Have you ever come across something that you believed differently? Maybe you have witnessed the phenomenon of the Mandela Effect.

'Looney Tunes' (Warner Bros. Entertainment Inc.)

Over the past few months, I have recently started getting back into conspiracy theories and similar things of that nature. While I have been watching videos and looking into the darker side of the web, well into the early hours, I came across a phenomenon called the Mandela Effect.

The Mandela Effect is an occurrence where a large majority of people remember or believe something to be a certain way which has never existed/happened. This could be remembering people dying when they haven't, to a logo or brand changing.

The Mandela Effect got its name from Nelson Mandela who was a political leader and the former president of South Africa. Nelson Mandela died in December 2013, which sparked controversy as many believed he died many years prior in prison in the 1980s. This wasn't just believing he had died, but many of the people who believed this also remember it being Breaking News on TV. They also remember the funeral being broadcasted too.

From all of this, people have found more and more instances where the Mandela Effect has happened. Many of these things are in everyday companies, childhood shows, and famous celebrities. Here are my top five examples of the Mandela Effect.

1. Mickey Mouse never had suspenders.

Walt Disney's Mickey Mouse in 'Steamboat Willie' (1928)

Growing up, one of my favourite things to watch was mickey mouse. I remember specifically Steamboat Willie where Mickey Mouse is at the wheel and he snaps his suspenders while whistling. As it turns out, He never had suspenders and didn't snap them in the animation.
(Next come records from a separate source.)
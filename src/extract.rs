//! `Json` and `Path` extractors whose rejections render as [`ApiError`].

use axum::extract::{FromRequest, FromRequestParts};

use crate::error::ApiError;

#[derive(FromRequest)]
#[from_request(via(axum::Json), rejection(ApiError))]
pub struct AppJson<T>(pub T);

#[derive(FromRequestParts)]
#[from_request(via(axum::extract::Path), rejection(ApiError))]
pub struct AppPath<T>(pub T);
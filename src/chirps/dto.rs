use serde::{Deserialize, Serialize};

#[derive(Debug, Deserialize)]
pub struct ChirpRequest {
    pub body: String,
}

#[derive(Debug, Serialize)]
pub struct ValidatedChirp {
    pub cleaned_body: String,
}
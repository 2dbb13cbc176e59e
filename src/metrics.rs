//! Fileserver visit counter.

use std::sync::atomic::Ordering;

use axum::{
    extract::{Request, State},
    middleware::Next,
    response::{Html, Response},
    routing::get,
    Router,
};
use tracing::info;

use crate::state::AppState;

pub fn admin_routes() -> Router<AppState> {
    Router::new()
        .route("/admin/metrics", get(admin_metrics))
        .route("/api/reset", get(reset))
}

/// Middleware counting every request that reaches the fileserver.
pub async fn count_hits(State(state): State<AppState>, req: Request, next: Next) -> Response {
    state.hits.fetch_add(1, Ordering::Relaxed);
    next.run(req).await
}

pub async fn admin_metrics(State(state): State<AppState>) -> Html<String> {
    let hits = state.hits.load(Ordering::Relaxed);
    Html(format!(
        "<html><body><h1>Welcome, Chirpy Admin</h1><p>Chirpy has been visited {hits} times!</p></body></html>"
    ))
}

pub async fn reset(State(state): State<AppState>) -> &'static str {
    state.hits.store(0, Ordering::Relaxed);
    info!("hit counter reset");
    "Hits reset to 0"
}
use axum::{
    extract::rejection::{JsonRejection, PathRejection},
    http::StatusCode,
    response::{IntoResponse, Response},
    Json,
};
use serde_json::json;
use tracing::{error, warn};

use crate::store::StoreError;

/// Errors returned by handlers, rendered as `{"error": "..."}`.
#[derive(Debug, thiserror::Error)]
pub enum ApiError {
    #[error("{0}")]
    BadRequest(String),
    #[error("Unauthorized")]
    Unauthorized,
    #[error("{0}")]
    Conflict(String),
    #[error("{0}")]
    Internal(String),
    #[error(transparent)]
    Store(#[from] StoreError),
}

impl ApiError {
    fn status_and_message(&self) -> (StatusCode, String) {
        match self {
            ApiError::BadRequest(msg) => (StatusCode::BAD_REQUEST, msg.clone()),
            ApiError::Unauthorized => (StatusCode::UNAUTHORIZED, self.to_string()),
            ApiError::Conflict(msg) => (StatusCode::CONFLICT, msg.clone()),
            ApiError::Internal(msg) => {
                error!(error = %msg, "internal error");
                (
                    StatusCode::INTERNAL_SERVER_ERROR,
                    "Something went wrong".into(),
                )
            }
            ApiError::Store(StoreError::NotFound) => (StatusCode::NOT_FOUND, "Not Found".into()),
            ApiError::Store(StoreError::InvalidCredentials | StoreError::InvalidToken) => {
                (StatusCode::UNAUTHORIZED, "Unauthorized".into())
            }
            ApiError::Store(e) => {
                error!(error = %e, "store failure");
                (
                    StatusCode::INTERNAL_SERVER_ERROR,
                    "Something went wrong".into(),
                )
            }
        }
    }
}

impl IntoResponse for ApiError {
    fn into_response(self) -> Response {
        let (status, message) = self.status_and_message();
        (status, Json(json!({ "error": message }))).into_response()
    }
}

impl From<JsonRejection> for ApiError {
    fn from(rejection: JsonRejection) -> Self {
        warn!(status = %rejection.status(), error = %rejection.body_text(), "json body rejected");
        ApiError::BadRequest(rejection.body_text())
    }
}

impl From<PathRejection> for ApiError {
    fn from(rejection: PathRejection) -> Self {
        match rejection {
            PathRejection::FailedToDeserializePathParams(e) => {
                warn!(error = %e.body_text(), "path parameter rejected");
                ApiError::BadRequest(e.body_text())
            }
            other => ApiError::Internal(other.body_text()),
        }
    }
}

#[cfg(test)]
mod tests {
    use super::*;

    #[test]
    fn store_errors_map_to_statuses() {
        let cases = [
            (ApiError::from(StoreError::NotFound), StatusCode::NOT_FOUND),
            (
                ApiError::from(StoreError::InvalidCredentials),
                StatusCode::UNAUTHORIZED,
            ),
            (ApiError::from(StoreError::InvalidToken), StatusCode::UNAUTHORIZED),
            (
                ApiError::from(StoreError::DuplicateToken),
                StatusCode::INTERNAL_SERVER_ERROR,
            ),
            (
                ApiError::from(StoreError::CorruptData {
                    path: "db.json".into(),
                    reason: "bad".into(),
                }),
                StatusCode::INTERNAL_SERVER_ERROR,
            ),
        ];
        for (err, status) in cases {
            assert_eq!(err.into_response().status(), status);
        }
    }

    #[test]
    fn internal_details_are_not_leaked() {
        let err = ApiError::from(StoreError::CorruptData {
            path: "/secret/db.json".into(),
            reason: "bad".into(),
        });
        let (_, message) = err.status_and_message();
        assert!(!message.contains("secret"));
    }
}
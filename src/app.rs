use std::net::SocketAddr;

use axum::{middleware, routing::get, Router};
use tower_http::{cors::CorsLayer, services::ServeDir, trace::TraceLayer};

use crate::state::AppState;
use crate::{auth, chirps, metrics, users};

pub fn build_app(state: AppState) -> Router {
    let fileserver = Router::new()
        .nest_service("/app", ServeDir::new(&state.config.fileserver_root))
        .route_layer(middleware::from_fn_with_state(
            state.clone(),
            metrics::count_hits,
        ));

    Router::new()
        .route("/api/healthz", get(|| async { "OK" }))
        .merge(fileserver)
        .merge(metrics::admin_routes())
        .merge(auth::router())
        .merge(users::router())
        .merge(chirps::router())
        .with_state(state)
        .layer(CorsLayer::permissive())
        .layer(
            TraceLayer::new_for_http()
                .make_span_with(|req: &axum::http::Request<_>| {
                    let method = req.method().clone();
                    let uri = req.uri().clone();
                    tracing::info_span!(
                        "http_request",
                        %method,
                        uri = %uri,
                        status = tracing::field::Empty
                    )
                })
                .on_response(
                    |res: &axum::http::Response<_>,
                     _latency: std::time::Duration,
                     span: &tracing::Span| {
                        let status = res.status();
                        span.record("status", tracing::field::display(status));
                        if status.is_server_error() {
                            tracing::error!(%status, "response");
                        } else {
                            tracing::info!(%status, "response");
                        }
                    },
                ),
        )
}

pub async fn serve(app: Router) -> anyhow::Result<()> {
    let addr: SocketAddr = format!(
        "{}:{}",
        std::env::var("APP_HOST").unwrap_or_else(|_| "0.0.0.0".into()),
        std::env::var("APP_PORT").unwrap_or_else(|_| "8080".into())
    )
    .parse()?;

    tracing::info!("listening on {}", addr);
    let listener = tokio::net::TcpListener::bind(addr).await?;
    axum::serve(listener, app).await?;
    Ok(())
}
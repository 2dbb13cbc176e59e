use argon2::{
    password_hash::{rand_core::OsRng, PasswordHash, PasswordHasher, PasswordVerifier, SaltString},
    Argon2,
};
use lazy_static::lazy_static;
use tracing::error;

use super::error::StoreError;

lazy_static! {
    // Verified against when the email is unknown, so both login failures cost
    // the same amount of work.
    static ref DUMMY_HASH: Option<String> = hash_password("chirpy-dummy-password").ok();
}

pub fn hash_password(plain: &str) -> Result<String, StoreError> {
    let salt = SaltString::generate(&mut OsRng);
    let hash = Argon2::default()
        .hash_password(plain.as_bytes(), &salt)
        .map_err(|e| {
            error!(error = %e, "argon2 hash_password error");
            StoreError::PasswordHash(e.to_string())
        })?
        .to_string();
    Ok(hash)
}

/// Constant-time comparison of `plain` against a stored hash.
///
/// Argon2 PHC strings are what the store writes. Bcrypt hashes (`$2a$`,
/// `$2b$`, `$2x$`, `$2y$`) from older files are still accepted.
pub fn verify_password(plain: &str, hash: &str) -> Result<bool, StoreError> {
    if is_bcrypt(hash) {
        return bcrypt::verify(plain, hash).map_err(|e| {
            error!(error = %e, "bcrypt verify error");
            StoreError::PasswordHash(e.to_string())
        });
    }
    let parsed = PasswordHash::new(hash).map_err(|e| {
        error!(error = %e, "argon2 parse hash error");
        StoreError::PasswordHash(e.to_string())
    })?;
    Ok(Argon2::default()
        .verify_password(plain.as_bytes(), &parsed)
        .is_ok())
}

fn is_bcrypt(hash: &str) -> bool {
    ["$2a$", "$2b$", "$2x$", "$2y$"]
        .iter()
        .any(|prefix| hash.starts_with(prefix))
}

/// Burn one verification's worth of work and report failure.
pub fn verify_dummy(plain: &str) -> bool {
    if let Some(hash) = DUMMY_HASH.as_deref() {
        let _ = verify_password(plain, hash);
    }
    false
}

#[cfg(test)]
mod tests {
    use super::*;

    #[test]
    fn hash_and_verify_roundtrip() {
        let password = "Secur3P@ssw0rd!";
        let hash = hash_password(password).expect("hashing should succeed");
        assert!(verify_password(password, &hash).expect("verify should succeed"));
    }

    #[test]
    fn verify_rejects_wrong_password() {
        let password = "correct-horse-battery-staple";
        let hash = hash_password(password).expect("hashing should succeed");
        assert!(!verify_password("wrong-password", &hash).expect("verify should not error"));
    }

    #[test]
    fn same_password_hashes_differently() {
        let a = hash_password("pw123").unwrap();
        let b = hash_password("pw123").unwrap();
        assert_ne!(a, b);
        assert!(!a.contains("pw123"));
    }

    #[test]
    fn verify_errors_on_malformed_hash() {
        let err = verify_password("anything", "not-a-valid-hash").unwrap_err();
        assert!(matches!(err, StoreError::PasswordHash(_)));
    }

    #[test]
    fn verifies_bcrypt_hashes() {
        let legacy = bcrypt::hash("pw123", 4).unwrap();
        assert!(verify_password("pw123", &legacy).unwrap());
        assert!(!verify_password("nope", &legacy).unwrap());
    }

    #[test]
    fn verify_errors_on_malformed_bcrypt_hash() {
        let err = verify_password("pw123", "$2a$10$short").unwrap_err();
        assert!(matches!(err, StoreError::PasswordHash(_)));
    }

    #[test]
    fn dummy_never_matches() {
        assert!(!verify_dummy("chirpy-dummy-password"));
    }
}
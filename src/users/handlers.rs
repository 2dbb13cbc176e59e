use axum::{
    extract::State,
    http::StatusCode,
    routing::post,
    Json, Router,
};
use lazy_static::lazy_static;
use regex::Regex;
use tracing::{info, instrument, warn};

use crate::{
    auth::jwt::AuthUser,
    error::ApiError,
    extract::AppJson,
    state::AppState,
    store::StoreError,
    users::dto::{PublicUser, UserRequest},
};

pub fn user_routes() -> Router<AppState> {
    Router::new().route("/api/users", post(create_user).put(update_user))
}

pub(crate) fn is_valid_email(email: &str) -> bool {
    lazy_static! {
        static ref EMAIL_RE: Regex =
            Regex::new(r"^[^@\s]+@[^@\s]+\.[^@\s]+$").expect("email pattern compiles");
    }
    EMAIL_RE.is_match(email)
}

fn validate(payload: &mut UserRequest) -> Result<(), ApiError> {
    payload.email = payload.email.trim().to_owned();
    if !is_valid_email(&payload.email) {
        warn!(email = %payload.email, "invalid email");
        return Err(ApiError::BadRequest("Invalid email".into()));
    }
    if payload.password.is_empty() {
        warn!("empty password");
        return Err(ApiError::BadRequest("Password is required".into()));
    }
    Ok(())
}

#[instrument(skip(state, payload))]
pub async fn create_user(
    State(state): State<AppState>,
    AppJson(mut payload): AppJson<UserRequest>,
) -> Result<(StatusCode, Json<PublicUser>), ApiError> {
    validate(&mut payload)?;

    // Ensure email is not taken
    match state.store.find_user_by_email(&payload.email) {
        Ok(_) => {
            warn!(email = %payload.email, "email already registered");
            return Err(ApiError::Conflict("Email already registered".into()));
        }
        Err(StoreError::NotFound) => {}
        Err(e) => return Err(e.into()),
    }

    let user = state.store.create_user(&payload.email, &payload.password)?;
    info!(user_id = user.id, email = %user.email, "user registered");
    Ok((StatusCode::CREATED, Json(user.into())))
}

#[instrument(skip(state, payload))]
pub async fn update_user(
    State(state): State<AppState>,
    AuthUser(user_id): AuthUser,
    AppJson(mut payload): AppJson<UserRequest>,
) -> Result<Json<PublicUser>, ApiError> {
    validate(&mut payload)?;

    match state.store.find_user_by_email(&payload.email) {
        Ok(other) if other.id != user_id => {
            warn!(user_id, "email belongs to another user");
            return Err(ApiError::Conflict("Email already registered".into()));
        }
        Ok(_) | Err(StoreError::NotFound) => {}
        Err(e) => return Err(e.into()),
    }

    let user = state
        .store
        .update_user(user_id, &payload.email, &payload.password)
        .map_err(|e| match e {
            // token outlived its user
            StoreError::NotFound => ApiError::Unauthorized,
            e => e.into(),
        })?;
    Ok(Json(user.into()))
}
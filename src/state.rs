use std::sync::atomic::AtomicU64;
use std::sync::Arc;

use anyhow::Context;

use crate::config::AppConfig;
use crate::store::Store;

#[derive(Clone)]
pub struct AppState {
    pub store: Arc<Store>,
    pub config: Arc<AppConfig>,
    /// Fileserver visits since start or the last reset.
    pub hits: Arc<AtomicU64>,
}

impl AppState {
    pub fn init() -> anyhow::Result<Self> {
        let config = Arc::new(AppConfig::from_env()?);
        let store = Store::open(
            &config.database_path,
            time::Duration::days(config.refresh_ttl_days),
        )
        .with_context(|| format!("open database {}", config.database_path.display()))?;
        Ok(Self::from_parts(Arc::new(store), config))
    }

    pub fn from_parts(store: Arc<Store>, config: Arc<AppConfig>) -> Self {
        Self {
            store,
            config,
            hits: Arc::new(AtomicU64::new(0)),
        }
    }

    #[cfg(test)]
    pub fn fake(dir: &tempfile::TempDir) -> Self {
        use crate::config::JwtConfig;

        let config = Arc::new(AppConfig {
            database_path: dir.path().join("database.json"),
            fileserver_root: dir.path().to_path_buf(),
            refresh_ttl_days: 60,
            jwt: JwtConfig {
                secret: "test".into(),
                issuer: "chirpy".into(),
                ttl_minutes: 5,
            },
        });
        let store = Store::open(&config.database_path, time::Duration::days(60))
            .expect("open test store");
        Self::from_parts(Arc::new(store), config)
    }
}
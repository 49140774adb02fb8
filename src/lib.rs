//! # Fieldmap Core
//!
//! Field-configuration resolution registry for document-indexing
//! pipelines.
//!
//! ## Overview
//!
//! When a document field is about to be indexed, the pipeline needs the
//! configuration object that governs how that field is analyzed, stored
//! and queried. This crate answers that question: declarative rules
//! populate a registry of three lookup tables - by field name, by declared
//! storage type name, and by native runtime type - and a deterministic
//! fallback chain resolves the first matching configuration per field,
//! optionally filtered by a caller-supplied acceptance predicate.
//!
//! ## Architecture
//!
//! Configuration variants are built by a **registered factory map**: rules
//! name the variant they want and [`ConfigurationFactory`] constructs it,
//! so new variants plug in through an explicit registration API without
//! the registry knowing every variant at compile time. Native runtime
//! types are likewise resolved through an explicitly-populated
//! [`TypeResolver`] rather than any dynamic type loading.
//!
//! Population and querying are separate phases: registration operations
//! take `&mut FieldMap`, lookups take `&FieldMap`. Publish the populated
//! map (behind an `Arc` when shared) and query it from any number of
//! threads without locking.
//!
//! ## Module Organization
//!
//! - [`registry`] - The [`FieldMap`] resolver and its lookup tables
//! - [`configuration`] - Configuration objects and built-in variants
//! - [`factory`] - Declarative construction of configuration variants
//! - [`rules`] - Parsed rule records handed over by the config parser
//! - [`native`] - Native runtime-type handles and the name resolver
//! - [`field`] - The indexing pipeline's view of a document field
//! - [`error`] - Structured error handling
//!
//! ## Quick Start
//!
//! ```rust
//! use fieldmap_core::{FieldConfiguration, FieldDescriptor, FieldMap};
//!
//! # fn example() -> fieldmap_core::Result<()> {
//! let mut map = FieldMap::new();
//! map.add_field_by_field_name(
//!     "title",
//!     Some("text"),
//!     [("boost".to_string(), "2.0".to_string())].into(),
//!     Default::default(),
//! )?;
//! map.add_field_by_field_type_name(
//!     "date",
//!     "datetime|system.datetime",
//!     Default::default(),
//!     Default::default(),
//! )?;
//!
//! // Name match wins over everything else, case-insensitively.
//! let title = FieldDescriptor::new("Title", "single-line text");
//! assert_eq!(map.get_field_configuration(&title).unwrap().variant(), "text");
//!
//! // Anonymous field falls through to the declared type name.
//! let created = FieldDescriptor::new("", "System.DateTime");
//! assert_eq!(map.get_field_configuration(&created).unwrap().variant(), "date");
//! # Ok(())
//! # }
//! # example().unwrap();
//! ```

pub mod configuration;
pub mod error;
pub mod factory;
pub mod field;
pub mod native;
pub mod registry;
pub mod rules;

pub use configuration::{
    ConfigurationBase, DateFieldConfiguration, FieldConfiguration, GenericFieldConfiguration,
    TextFieldConfiguration,
};
pub use error::{FieldMapError, Result};
pub use factory::{ConfigurationFactory, ConstructionRequest};
pub use field::{FieldDescriptor, IndexableField};
pub use native::{NativeType, TypeResolver};
pub use registry::{FieldMap, FieldMapStats};
pub use rules::{FieldRule, RuleKind, RuleSource};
This was a massive shock for me because I can easily remember him doing so and so does a large majority of other people.

I have done a lot of research into trying to find proof of him wearing suspenders, but the only thing I have managed to find is an old toy that he's wearing them, and even then it is not the same as I remember.

How do you remember it?

2. 'Looney Tunes' or 'Looney Toons'

'Looney Tunes' (Warner Bros. Entertainment Inc.)

Looney Tunes is another show that I have many memories from growing up. I wasn't as shocked with this example as I was with the Mickey Mouse one, but it still intrigues me.

Many people have been discussing if it is Looney TUNES or TOONS. It has been called out for changing back and forth between the two, but there is only ever proof of Looney Tunes. This has been commented on many times with people saying that it would not make sense for it to be Tunes, as throughout the show there aren't any "tunes."

There could be a confusion between the two names as there was another show called Tiny Toons which was related to Looney Tunes. This may be why many people remember it differently.

3. Skechers or Sketchers

Another controversial spelling for the Mandela Effect is the shoe company Skechers. Many people believe that there is a letter T in the spelling, but there never has been.

I personally find it weird reading it without the letter T. This Mandela effect isn't greatly known, but it is one that has split beliefs. Even while writing this, I have auto correct trying to change the spelling to "Sketchers." Why is this if it's incorrect?

4. 'Sex and the City' or 'Sex in the City'

'Sex and the City' (HBO)

Another Mandela Effect is the popular TV show Sex and the City. Many people believe that the show was originally called Sex IN the City.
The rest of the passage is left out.